## Input data
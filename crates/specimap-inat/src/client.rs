//! HTTP client for the upstream observation provider.
//!
//! Wraps `reqwest` with typed response deserialization and the aggregation
//! pipeline: query building, per-record normalization, admission filtering,
//! and leaderboard assembly. The base URL is overridable so tests can point
//! at a wiremock server.

use std::time::Duration;

use reqwest::{Client, Url};
use serde::de::DeserializeOwned;
use specimap_core::{LeadingUser, LeadingUsers, ResultBundle, SearchDescriptor};

use crate::error::InatError;
use crate::filter::admit;
use crate::normalize::normalize;
use crate::query::{leaderboard_url, observation_url, LeaderRole};
use crate::types::{LeaderPage, ObservationPage};

const DEFAULT_BASE_URL: &str = "https://api.inaturalist.org/v1";

/// Number of rows each leaderboard is padded or truncated to.
pub const LEADER_POSITIONS: usize = 10;

/// Client for the observation provider's REST API.
///
/// Use [`InatClient::new`] for production or [`InatClient::with_base_url`]
/// to point at a mock server in tests.
pub struct InatClient {
    client: Client,
    base_url: Url,
}

impl InatClient {
    /// Creates a new client pointed at the production API.
    ///
    /// # Errors
    ///
    /// Returns [`InatError::Http`] if the underlying `reqwest::Client`
    /// cannot be constructed.
    pub fn new(timeout_secs: u64) -> Result<Self, InatError> {
        Self::with_base_url(timeout_secs, DEFAULT_BASE_URL)
    }

    /// Creates a new client with a custom base URL (for testing with wiremock).
    ///
    /// # Errors
    ///
    /// Returns [`InatError::Http`] if the underlying `reqwest::Client`
    /// cannot be constructed, or [`InatError::InvalidQuery`] if `base_url`
    /// is not a valid URL.
    pub fn with_base_url(timeout_secs: u64, base_url: &str) -> Result<Self, InatError> {
        let client = Client::builder()
            .timeout(Duration::from_secs(timeout_secs))
            .connect_timeout(Duration::from_secs(10))
            .user_agent("specimap/0.1 (observation-aggregation)")
            .build()?;

        // Normalise: no trailing slash, so path_segments_mut appends clean
        // segments instead of leaving an empty one in the middle.
        let trimmed = base_url.trim_end_matches('/');
        let base_url = Url::parse(trimmed)
            .map_err(|e| InatError::InvalidQuery(format!("invalid base URL '{trimmed}': {e}")))?;

        Ok(Self { client, base_url })
    }

    /// Runs one full aggregation cycle for a search descriptor.
    ///
    /// A blank specimen name is a defined "empty query": the call returns an
    /// empty bundle without touching the network. Otherwise the primary
    /// observation page and both leaderboards are fetched concurrently; raw
    /// records are normalized and admitted in arrival order until the
    /// display cap is reached.
    ///
    /// # Errors
    ///
    /// - [`InatError::InvalidQuery`] if the descriptor cannot form a query.
    /// - [`InatError::Http`] on primary-fetch network failure or non-2xx.
    /// - [`InatError::Deserialize`] if the primary page is not the expected
    ///   shape.
    ///
    /// A leaderboard failure is absorbed: the bundle carries empty
    /// leaderboards and the error is logged, never surfaced.
    pub async fn fetch_specimen_observations(
        &self,
        descriptor: &SearchDescriptor,
    ) -> Result<ResultBundle, InatError> {
        if descriptor.specimen_name.trim().is_empty() {
            return Ok(ResultBundle::default());
        }

        let descriptor = SearchDescriptor {
            options: descriptor.options.clamped(),
            ..descriptor.clone()
        };

        let url = observation_url(&self.base_url, &descriptor)?;
        tracing::debug!(url = %url, "fetching observation page");

        let (page, leading_users) = tokio::join!(
            self.get::<ObservationPage>(url),
            self.fetch_leading_users(&descriptor)
        );
        let page = page?;

        let mut observations = Vec::new();
        for raw in &page.results {
            let Some(observation) = normalize(raw, &descriptor.specimen_name) else {
                tracing::debug!("skipping malformed record (missing photo or coordinates)");
                continue;
            };
            if admit(&observation, &descriptor.options, observations.len()) {
                observations.push(observation);
            }
        }

        let images = observations.iter().map(|o| o.images.clone()).collect();

        Ok(ResultBundle {
            observations,
            images,
            leading_users,
        })
    }

    /// Fetches the top contributors for both roles.
    ///
    /// Exactly [`LEADER_POSITIONS`] rows per role, padded with zero-count
    /// placeholders when the provider returns fewer. If either role's fetch
    /// fails, both come back empty: an inconsistent leaderboard is worse
    /// than an empty one.
    pub async fn fetch_leading_users(&self, descriptor: &SearchDescriptor) -> LeadingUsers {
        let urls = leaderboard_url(&self.base_url, descriptor, LeaderRole::Observers)
            .and_then(|o| {
                leaderboard_url(&self.base_url, descriptor, LeaderRole::Identifiers)
                    .map(|i| (o, i))
            });
        let (observers_url, identifiers_url) = match urls {
            Ok(urls) => urls,
            Err(e) => {
                tracing::warn!(error = %e, "leaderboard query construction failed");
                return LeadingUsers::default();
            }
        };

        let (observers, identifiers) = tokio::join!(
            self.get::<LeaderPage>(observers_url),
            self.get::<LeaderPage>(identifiers_url)
        );

        match (observers, identifiers) {
            (Ok(observers), Ok(identifiers)) => LeadingUsers {
                observers: ranked_rows(&observers, LeaderRole::Observers),
                identifiers: ranked_rows(&identifiers, LeaderRole::Identifiers),
            },
            (observers, identifiers) => {
                if let Err(e) = observers {
                    tracing::warn!(error = %e, "observer leaderboard fetch failed");
                }
                if let Err(e) = identifiers {
                    tracing::warn!(error = %e, "identifier leaderboard fetch failed");
                }
                LeadingUsers::default()
            }
        }
    }

    /// Sends a GET request, asserts a 2xx HTTP status, and parses the
    /// response body as JSON.
    async fn get<T: DeserializeOwned>(&self, url: Url) -> Result<T, InatError> {
        let response = self.client.get(url.clone()).send().await?;
        let response = response.error_for_status()?;
        let body = response.text().await?;
        serde_json::from_str(&body).map_err(|e| InatError::Deserialize {
            context: url.to_string(),
            source: e,
        })
    }
}

/// Maps a leader page into exactly [`LEADER_POSITIONS`] rows in upstream
/// rank order. The count source differs by role: observers carry
/// `observation_count`, identifiers a generic `count`.
fn ranked_rows(page: &LeaderPage, role: LeaderRole) -> Vec<LeadingUser> {
    (0..LEADER_POSITIONS)
        .map(|rank| {
            page.results.get(rank).map_or_else(LeadingUser::placeholder, |entry| {
                let user = entry.user.as_ref();
                LeadingUser {
                    user: specimap_core::UserRef {
                        user_name: user.and_then(|u| u.login.clone()).unwrap_or_default(),
                        user_id: user.and_then(|u| u.id).unwrap_or(-1),
                        user_icon: user.and_then(|u| u.icon.clone()).unwrap_or_default(),
                    },
                    count: match role {
                        LeaderRole::Observers => entry.observation_count.unwrap_or(0),
                        LeaderRole::Identifiers => entry.count.unwrap_or(0),
                    },
                }
            })
        })
        .collect()
}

## Exercise brief
Find the word "body" in the records. Copy every line it appears in.

## Result for this exercise
    /// response body as JSON.
        let body = response.text().await?;
        serde_json::from_str(&body).map_err(|e| InatError::Deserialize {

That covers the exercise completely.